Possible data corruption when assigning variant to itself

[SergeyIvanov87]

Hi, Thanks to you variant implementation! But i see, that there are issue in member

VARIANT_INLINE variant<Types...>& operator=(variant<Types...> const& other)
{
    copy_assign(other);
    return *this;
}

Now there are no check for &other ==this and copy_assign can destroy variant member data's before actual copy to itself

VARIANT_INLINE void copy_assign(variant<Types...> const& rhs)
{
    helper_type::destroy(type_index, &data);
    type_index = detail::invalid_value;
    helper_type::copy(rhs.type_index, &rhs.data, &data);
    type_index = rhs.type_index;
}

So, in result helper_type::copy(rhs.type_index, &rhs.data, &data); can operate with invalid data

Best Regards

[springmeyer]

/cc @artemp

[artemp]

@SergeyIvanov87 - It looks like you're correct but I vaguely recall having some reasons for not having a check.

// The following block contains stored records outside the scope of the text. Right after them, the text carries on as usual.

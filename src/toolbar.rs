//! Toolbar state bound to an [`Editor`].
//!
//! Drawing buttons is the host's job. The toolbar tracks which formatting the
//! caret currently sits in and turns button presses into editor commands.

use std::sync::{Arc, Mutex, PoisonError};

use crate::bridge::{Action, BridgeError, Editor, Subscription};

#[derive(Debug, Clone, Copy, PartialEq, Eq, Hash)]
pub enum ToolbarButton {
    /// Sends a payload-less formatting action
    Format(Action),
    InsertLink,
    InsertImage,
    TakePhoto,
    TakeVideo,
    HashTag,
}

impl ToolbarButton {
    pub const DEFAULT: [ToolbarButton; 6] = [
        ToolbarButton::InsertImage,
        ToolbarButton::Format(Action::SetBold),
        ToolbarButton::Format(Action::SetItalic),
        ToolbarButton::Format(Action::InsertBulletsList),
        ToolbarButton::Format(Action::InsertOrderedList),
        ToolbarButton::InsertLink,
    ];

    /// `None` unless `action` is a formatting action
    pub fn format(action: Action) -> Option<Self> {
        action.is_formatting().then_some(ToolbarButton::Format(action))
    }

    /// Name matched against selection-change items
    pub fn key(self) -> &'static str {
        match self {
            ToolbarButton::Format(action) => action.wire_name(),
            ToolbarButton::InsertLink => Action::InsertLink.wire_name(),
            ToolbarButton::InsertImage => Action::InsertImage.wire_name(),
            ToolbarButton::TakePhoto => "TAKE_PHOTO",
            ToolbarButton::TakeVideo => "TAKE_VIDEO",
            ToolbarButton::HashTag => "HASH_TAG",
        }
    }
}

/// What a press did, or what the host should do next
#[derive(Debug, Clone, PartialEq, Eq)]
pub enum ToolbarOutcome {
    Sent(Action),
    /// The link dialog is open, pre-filled with the selected text
    LinkDialogOpened { selected_text: String },
    PickImage,
    TakePhoto,
    TakeVideo,
    HashTag,
}

pub struct Toolbar {
    editor: Editor,
    buttons: Vec<ToolbarButton>,
    selected: Arc<Mutex<Vec<String>>>,
    subscription: Subscription,
}

impl Toolbar {
    /// Bind the default buttons to `editor`
    pub fn attach(editor: Option<&Editor>) -> Result<Self, BridgeError> {
        Self::with_buttons(editor, ToolbarButton::DEFAULT.to_vec())
    }

    pub fn with_buttons(
        editor: Option<&Editor>,
        buttons: Vec<ToolbarButton>,
    ) -> Result<Self, BridgeError> {
        let editor = editor.ok_or(BridgeError::ToolbarWithoutEditor)?.clone();

        let selected = Arc::new(Mutex::new(Vec::new()));
        let subscription = editor.register_toolbar({
            let selected = Arc::clone(&selected);
            move |items: &[String]| {
                let mut selected = selected.lock().unwrap_or_else(PoisonError::into_inner);
                *selected = items.to_vec();
            }
        });

        Ok(Self {
            editor,
            buttons,
            selected,
            subscription,
        })
    }

    pub fn buttons(&self) -> &[ToolbarButton] {
        &self.buttons
    }

    pub fn selected_items(&self) -> Vec<String> {
        self.selected
            .lock()
            .unwrap_or_else(PoisonError::into_inner)
            .clone()
    }

    /// Each configured button and whether the selection has it active
    pub fn rows(&self) -> Vec<(ToolbarButton, bool)> {
        let selected = self.selected.lock().unwrap_or_else(PoisonError::into_inner);
        self.buttons
            .iter()
            .map(|&button| {
                let active = selected.iter().any(|item| item == button.key());
                (button, active)
            })
            .collect()
    }

    pub async fn press(&self, button: ToolbarButton) -> Result<ToolbarOutcome, BridgeError> {
        tracing::debug!(button = button.key(), "toolbar press");
        let outcome = match button {
            ToolbarButton::Format(action) => {
                self.editor.send_action(action);
                ToolbarOutcome::Sent(action)
            }
            ToolbarButton::InsertLink => {
                self.editor.prepare_insert();
                let selected_text = self.editor.get_selected_text().await?;
                self.editor.show_link_dialog(&selected_text, "");
                ToolbarOutcome::LinkDialogOpened { selected_text }
            }
            ToolbarButton::InsertImage => {
                self.editor.prepare_insert();
                ToolbarOutcome::PickImage
            }
            ToolbarButton::TakePhoto => {
                self.editor.prepare_insert();
                ToolbarOutcome::TakePhoto
            }
            ToolbarButton::TakeVideo => {
                self.editor.prepare_insert();
                ToolbarOutcome::TakeVideo
            }
            ToolbarButton::HashTag => ToolbarOutcome::HashTag,
        };
        Ok(outcome)
    }

    /// Drop the placeholders of images whose upload failed
    pub fn remove_failed_uploads<I, S>(&self, image_ids: I) -> usize
    where
        I: IntoIterator<Item = S>,
        S: AsRef<str>,
    {
        let mut removed = 0;
        for id in image_ids {
            self.editor
                .remove_image_with_id(&format!("closeButton{}", id.as_ref()));
            removed += 1;
        }
        if removed > 0 {
            tracing::warn!(count = removed, "removed images that failed to upload");
        }
        removed
    }
}

impl Drop for Toolbar {
    fn drop(&mut self) {
        self.editor.unsubscribe(&self.subscription);
    }
}
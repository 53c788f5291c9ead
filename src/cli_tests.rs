use super::*;
use std::fs;
use tempfile::TempDir;

#[test]
fn test_init_config_creates_file() {
    let temp_dir = TempDir::new().unwrap();
    let config_path = temp_dir.path().join(".rtebridge.toml");

    let result = init_config(config_path.to_str().unwrap());
    assert!(result.is_ok(), "init_config should succeed: {:?}", result.err());
    assert!(config_path.exists(), "Config file should be created");

    let config_content = fs::read_to_string(&config_path).unwrap();
    assert!(config_content.contains("title_placeholder = \"Title\""));
    assert!(config_content.contains("query_timeout_ms = 5000"));

    let loaded = EditorConfig::from_file(&config_path).unwrap();
    assert_eq!(loaded.content_placeholder.as_deref(), Some("Write something..."));
}

#[test]
fn test_init_config_skips_existing_file() {
    let temp_dir = TempDir::new().unwrap();
    let config_path = temp_dir.path().join(".rtebridge.toml");
    fs::write(&config_path, "grid_width = 80.0\n").unwrap();

    init_config(config_path.to_str().unwrap()).unwrap();

    let content = fs::read_to_string(&config_path).unwrap();
    assert_eq!(content, "grid_width = 80.0\n");
}

#[test]
fn test_load_config_defaults_when_missing() {
    let temp_dir = TempDir::new().unwrap();
    let config_path = temp_dir.path().join("missing.toml");
    let config = load_config(config_path.to_str().unwrap()).unwrap();
    assert_eq!(config, EditorConfig::default());
}

#[test]
fn test_load_config_reports_invalid_file() {
    let temp_dir = TempDir::new().unwrap();
    let config_path = temp_dir.path().join("bad.toml");
    fs::write(&config_path, "query_timeout_ms = 0\n").unwrap();

    let err = load_config(config_path.to_str().unwrap()).unwrap_err();
    assert!(err.to_string().contains("query_timeout_ms"));
}

#[test]
fn test_cli_parses_default_config() {
    let cli = Cli::parse_from(["rteb"]);
    assert_eq!(cli.config, ".rtebridge.toml");
    assert!(!cli.init);
    assert_eq!(cli.verbose, 0);
    assert!(cli.command.is_none());
}

#[test]
fn test_cli_parses_custom_config() {
    let cli = Cli::parse_from(["rteb", "-c", "custom.toml"]);
    assert_eq!(cli.config, "custom.toml");
}

#[test]
fn test_cli_parses_init_flag() {
    let cli = Cli::parse_from(["rteb", "--init"]);
    assert!(cli.init);
}

#[test]
fn test_cli_counts_verbosity() {
    let cli = Cli::parse_from(["rteb", "-vv", "actions"]);
    assert_eq!(cli.verbose, 2);
    assert!(matches!(cli.command, Some(Commands::Actions)));
}

#[test]
fn test_cli_parses_decode_subcommand() {
    let cli = Cli::parse_from(["rteb", "decode", "post.html", "--pretty"]);
    match cli.command {
        Some(Commands::Decode { file, pretty }) => {
            assert_eq!(file, Some(PathBuf::from("post.html")));
            assert!(pretty);
        }
        other => panic!("Expected Decode, got {:?}", other),
    }
}

#[test]
fn test_cli_decode_without_file_reads_stdin() {
    let cli = Cli::parse_from(["rteb", "decode"]);
    assert!(matches!(
        cli.command,
        Some(Commands::Decode { file: None, pretty: false })
    ));
}

#[test]
fn test_cli_parses_encode_with_text() {
    let cli = Cli::parse_from(["rteb", "encode", "SET_CONTENT_HTML", "--text", "<p>x</p>"]);
    match cli.command {
        Some(Commands::Encode { action, text, json }) => {
            assert_eq!(action, "SET_CONTENT_HTML");
            assert_eq!(text.as_deref(), Some("<p>x</p>"));
            assert!(json.is_none());
        }
        other => panic!("Expected Encode, got {:?}", other),
    }
}

#[test]
fn test_cli_rejects_text_and_json_together() {
    let result = Cli::try_parse_from(["rteb", "encode", "bold", "--text", "a", "--json", "1"]);
    assert!(result.is_err());
}

#[test]
fn test_cli_parses_export_subcommand() {
    let cli = Cli::parse_from(["rteb", "export", "--socket", "/tmp/editor.sock"]);
    match cli.command {
        Some(Commands::Export { socket, pretty }) => {
            assert_eq!(socket, PathBuf::from("/tmp/editor.sock"));
            assert!(!pretty);
        }
        other => panic!("Expected Export, got {:?}", other),
    }
}

#[test]
fn test_cli_export_requires_socket() {
    assert!(Cli::try_parse_from(["rteb", "export"]).is_err());
}

#[test]
fn test_run_encode_text_payload() {
    let script = run_encode("SET_TITLE_HTML", Some("a \"b\""), None).unwrap();
    assert_eq!(
        script,
        r#"zss_editor.dispatch({"type":"SET_TITLE_HTML","data":"a \"b\""})"#
    );
}

#[test]
fn test_run_encode_json_payload() {
    let script = run_encode("INST_LINK", None, Some(r#"{"title":"t","url":"u"}"#)).unwrap();
    assert_eq!(
        script,
        r#"zss_editor.dispatch({"type":"INST_LINK","data":{"title":"t","url":"u"}})"#
    );
}

#[test]
fn test_run_encode_without_payload() {
    let script = run_encode("bold", None, None).unwrap();
    assert_eq!(script, r#"zss_editor.dispatch({"type":"bold"})"#);
}

#[test]
fn test_run_encode_unknown_action() {
    let err = run_encode("sparkle", None, None).unwrap_err();
    assert!(err.to_string().contains("unknown action: sparkle"));
}

#[test]
fn test_run_encode_invalid_json() {
    let err = run_encode("INST_LINK", None, Some("{nope")).unwrap_err();
    assert!(err.to_string().contains("Invalid JSON payload"));
}

#[test]
fn test_run_decode_from_file() {
    let temp_dir = TempDir::new().unwrap();
    let html_path = temp_dir.path().join("post.html");
    fs::write(&html_path, "<p>Hello</p><p></p>").unwrap();

    let json = run_decode(Some(&html_path), "cdn.example.com/", false).unwrap();
    assert_eq!(json, r#"{"blocks":[{"blockType":"Text","htmlContent":"Hello"}]}"#);
}

#[test]
fn test_run_decode_missing_file() {
    let err = run_decode(Some(Path::new("/nonexistent/post.html")), "x/", false).unwrap_err();
    assert!(err.to_string().contains("/nonexistent/post.html"));
}

#[test]
fn test_list_actions_includes_every_action() {
    let listing = list_actions();
    assert_eq!(listing.lines().count(), Action::ALL.len());
    assert!(listing.lines().any(|line| line == "SetBold\tbold"));
    assert!(listing.lines().any(|line| line == "Init\tZSS_INIT"));
}
mod cli;

use cli::{Cli, Commands, init_config, list_actions, load_config, run_decode, run_encode, run_export};

use clap::{CommandFactory, Parser};
use tracing::Level;
use tracing_subscriber::{EnvFilter, FmtSubscriber};

#[tokio::main]
async fn main() -> anyhow::Result<()> {
    let cli = Cli::parse();

    let level = match cli.verbose {
        0 => Level::WARN,
        1 => Level::INFO,
        2 => Level::DEBUG,
        _ => Level::TRACE,
    };
    let env_filter =
        EnvFilter::try_from_default_env().unwrap_or_else(|_| EnvFilter::new(level.as_str()));
    let subscriber = FmtSubscriber::builder()
        .with_max_level(level)
        .with_env_filter(env_filter)
        .with_writer(std::io::stderr)
        .finish();
    tracing::subscriber::set_global_default(subscriber)?;

    let config_path = &cli.config;

    if cli.init {
        return init_config(config_path);
    }

    let Some(command) = cli.command else {
        Cli::command().print_help()?;
        return Ok(());
    };

    match command {
        Commands::Decode { file, pretty } => {
            let config = load_config(config_path)?;
            println!("{}", run_decode(file.as_deref(), &config.cdn_prefix, pretty)?);
        }
        Commands::Encode { action, text, json } => {
            println!("{}", run_encode(&action, text.as_deref(), json.as_deref())?);
        }
        Commands::Actions => println!("{}", list_actions()),
        Commands::Export { socket, pretty } => {
            let config = load_config(config_path)?;
            println!("{}", run_export(&socket, config, pretty).await?);
        }
    }

    Ok(())
}
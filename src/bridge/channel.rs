use std::sync::Arc;

use tokio::sync::mpsc;

use super::action::Action;
use super::protocol::{EVAL_SUFFIX, Payload, encode};

/// Something that can evaluate a script inside the renderer.
///
/// Delivery is fire-and-forget. Implementations must not call back into the
/// editor that owns them.
pub trait RendererSink: Send + Sync {
    fn inject(&self, script: &str);
}

impl RendererSink for mpsc::UnboundedSender<String> {
    fn inject(&self, script: &str) {
        if self.send(script.to_string()).is_err() {
            tracing::debug!("renderer queue closed, instruction dropped");
        }
    }
}

/// Adapts a closure into a sink
pub struct FnSink<F>(pub F);

impl<F> RendererSink for FnSink<F>
where
    F: Fn(&str) + Send + Sync,
{
    fn inject(&self, script: &str) {
        (self.0)(script)
    }
}

/// Ordered, one-way path from the host to the renderer
#[derive(Default)]
pub struct OutboundChannel {
    sink: Option<Arc<dyn RendererSink>>,
    delivered: u64,
}

impl OutboundChannel {
    pub fn new() -> Self {
        Self::default()
    }

    pub fn attach(&mut self, sink: Arc<dyn RendererSink>) {
        self.sink = Some(sink);
    }

    /// Returns whether a renderer was attached
    pub fn detach(&mut self) -> bool {
        self.sink.take().is_some()
    }

    pub fn is_attached(&self) -> bool {
        self.sink.is_some()
    }

    /// Whether `sink` is the renderer currently attached
    pub fn is_attached_to(&self, sink: &Arc<dyn RendererSink>) -> bool {
        self.sink
            .as_ref()
            .is_some_and(|current| Arc::ptr_eq(current, sink))
    }

    /// Number of instructions handed to a sink so far
    pub fn delivered(&self) -> u64 {
        self.delivered
    }

    /// Encode and deliver one instruction.
    ///
    /// Without an attached renderer nothing is encoded and `false` is returned.
    pub fn send(&mut self, action: Action, payload: Option<&Payload>) -> bool {
        let Some(sink) = &self.sink else {
            tracing::trace!(%action, "no renderer attached, dropping instruction");
            return false;
        };

        let mut script = encode(action, payload).into_script();
        script.push_str(EVAL_SUFFIX);
        tracing::trace!(%action, bytes = script.len(), "injecting instruction");
        sink.inject(&script);
        self.delivered += 1;
        true
    }
}
use anyhow::{Context, anyhow};
use clap::{Parser, Subcommand};
use std::io::Read;
use std::path::{Path, PathBuf};
use std::sync::Arc;

use rtebridge::bridge::{Action, Editor, Payload, encode};
use rtebridge::config::{DEFAULT_CONFIG_FILE, EditorConfig};
use rtebridge::content;
use rtebridge::transport::RendererServer;
use tokio::sync::Notify;

/// rteb - host side of the rich text editor bridge
#[derive(Parser, Debug)]
#[command(name = "rteb")]
#[command(version)]
#[command(about = "Drive an embedded rich text editor and decode its content")]
#[command(long_about = "rteb talks to a browser-rendered rich text editor over a small script bridge.

It can encode editor commands, decode the editor's HTML into content blocks,
and serve a renderer over a Unix socket to export its content.

Quick start:
  1. Run 'rteb --init' to generate a config file
  2. Edit .rtebridge.toml to set placeholders, initial content and timeouts
  3. Run 'rteb export --socket /tmp/editor.sock' and connect a renderer")]
pub struct Cli {
    /// Path to config file (defaults to .rtebridge.toml)
    #[arg(short, long, default_value = DEFAULT_CONFIG_FILE)]
    pub config: String,

    /// Initialize a new .rtebridge.toml config file
    #[arg(long)]
    pub init: bool,

    /// Increase log verbosity (-v info, -vv debug, -vvv trace)
    #[arg(short, long, action = clap::ArgAction::Count)]
    pub verbose: u8,

    #[command(subcommand)]
    pub command: Option<Commands>,
}

#[derive(Subcommand, Debug, Clone)]
pub enum Commands {
    /// Decode editor HTML into content blocks (reads stdin when no file is given)
    Decode {
        /// HTML fragment file
        file: Option<PathBuf>,
        /// Pretty-print the JSON
        #[arg(long)]
        pretty: bool,
    },
    /// Print the script instruction for an editor command
    Encode {
        /// Wire name of the command, e.g. bold or SET_CONTENT_HTML
        action: String,
        /// String payload
        #[arg(long, conflicts_with = "json")]
        text: Option<String>,
        /// JSON payload
        #[arg(long)]
        json: Option<String>,
    },
    /// List the editor command vocabulary
    Actions,
    /// Serve one renderer, initialize it and print its content as blocks
    Export {
        /// Unix socket the renderer connects to
        #[arg(long)]
        socket: PathBuf,
        /// Pretty-print the JSON
        #[arg(long)]
        pretty: bool,
    },
}

/// Load the config file, falling back to defaults when it does not exist
pub fn load_config(config_path: &str) -> anyhow::Result<EditorConfig> {
    if Path::new(config_path).exists() {
        EditorConfig::from_file(config_path)
    } else {
        tracing::debug!(path = config_path, "no config file, using defaults");
        Ok(EditorConfig::default())
    }
}

/// Write a default config file unless one already exists
pub fn init_config(config_path: &str) -> anyhow::Result<()> {
    if Path::new(config_path).exists() {
        println!("Config file '{}' already exists.", config_path);
        return Ok(());
    }

    let config = EditorConfig {
        title_placeholder: Some("Title".to_string()),
        content_placeholder: Some("Write something...".to_string()),
        ..EditorConfig::default()
    };
    config
        .save_to_file(config_path)
        .with_context(|| format!("Failed to write config to '{}'", config_path))?;

    println!("Created {}", config_path);
    println!("\nNext steps:");
    println!("  1. Edit {} to set placeholders and initial content", config_path);
    println!("  2. Run 'rteb export --socket <path>' and connect a renderer");
    Ok(())
}

pub fn run_decode(file: Option<&Path>, cdn_prefix: &str, pretty: bool) -> anyhow::Result<String> {
    let html = match file {
        Some(path) => std::fs::read_to_string(path)
            .with_context(|| format!("Failed to read '{}'", path.display()))?,
        None => {
            let mut html = String::new();
            std::io::stdin()
                .read_to_string(&mut html)
                .context("Failed to read stdin")?;
            html
        }
    };

    let document = content::decode_document(&html, cdn_prefix);
    tracing::info!(blocks = document.blocks.len(), "decoded content");
    Ok(if pretty {
        document.to_json_pretty()
    } else {
        document.to_json()
    })
}

pub fn run_encode(action: &str, text: Option<&str>, json: Option<&str>) -> anyhow::Result<String> {
    let action: Action = action.parse()?;
    let payload = match (text, json) {
        (Some(text), _) => Some(Payload::text(text)),
        (None, Some(json)) => {
            let value: serde_json::Value = serde_json::from_str(json)
                .with_context(|| format!("Invalid JSON payload: {}", json))?;
            Some(Payload::from(value))
        }
        (None, None) => None,
    };
    Ok(encode(action, payload.as_ref()).into_script())
}

pub fn list_actions() -> String {
    Action::ALL
        .iter()
        .map(|action| format!("{:?}\t{}", action, action.wire_name()))
        .collect::<Vec<_>>()
        .join("\n")
}

/// Accept one renderer on `socket`, wait for it to initialize, then fetch and
/// decode its content
pub async fn run_export(socket: &Path, config: EditorConfig, pretty: bool) -> anyhow::Result<String> {
    let ready_timeout = config.query_timeout();
    let server = RendererServer::bind(socket)
        .with_context(|| format!("Failed to bind renderer socket at {:?}", socket))?;

    let editor = Editor::new(config);
    let ready = Arc::new(Notify::new());
    editor.set_ready_callback({
        let ready = Arc::clone(&ready);
        move || ready.notify_one()
    });

    let session = server
        .accept()
        .await
        .context("Failed to accept renderer connection")?;
    let session = session.spawn(editor.clone());

    editor.on_load();
    tokio::time::timeout(ready_timeout, ready.notified())
        .await
        .map_err(|_| anyhow!("Renderer did not initialize within {:?}", ready_timeout))?;

    let document = editor.get_html().await.context("Failed to export content")?;

    editor.detach();
    session.abort();

    Ok(if pretty {
        document.to_json_pretty()
    } else {
        document.to_json()
    })
}

#[cfg(test)]
#[path = "cli_tests.rs"]
mod tests;
#![doc(test(attr(deny(warnings))))]

//! Ledger Core keeps a personal income/expense log with a derived balance and
//! persists it to a crash-resilient flat text file.

pub mod config;
pub mod errors;
pub mod ledger;
pub mod storage;
pub mod utils;

pub use errors::{DataFileError, LedgerError, ParseError, ValidationError};
pub use ledger::{Ledger, Transaction, TransactionDetails, TransactionKind};
pub use storage::{RecordStore, TextLogStore};

use std::sync::Once;

static INIT_TRACING: Once = Once::new();

/// Initializes global tracing and emits a startup info log.
pub fn init() {
    INIT_TRACING.call_once(|| {
        utils::init_tracing();
        tracing::info!("Ledger Core tracing initialized.");
    });
}

#[cfg(test)]
mod tests {
    #[test]
    fn init_does_not_panic() {
        super::init();
        super::init();
    }
}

I'll need to dig through history to see why implementation ended up like this and if we need to fix it. Thanks!

[mgambrell]

This struck me as well. i'm upgrading it from "possible" to "definite". I fixed it by adding if(&rhs==this) return; to copy_assign() and move_assign() but I don't really have a lot of confidence that's technically correct. Nevertheless it did fix my manifestation of the problem and I didn't immediately see any other bad consequences.

[artemp]

@SergeyIvanov87 @mgambrell @springmeyer - I don't remember why there's no check for the self assignment. I can only think that at some point operaror= signature was :

VARIANT_INLINE variant<Types...>& operator=(variant<Types...>  other) // <--- pass by value

I'll take a look at adding the test tomorrow, thanks!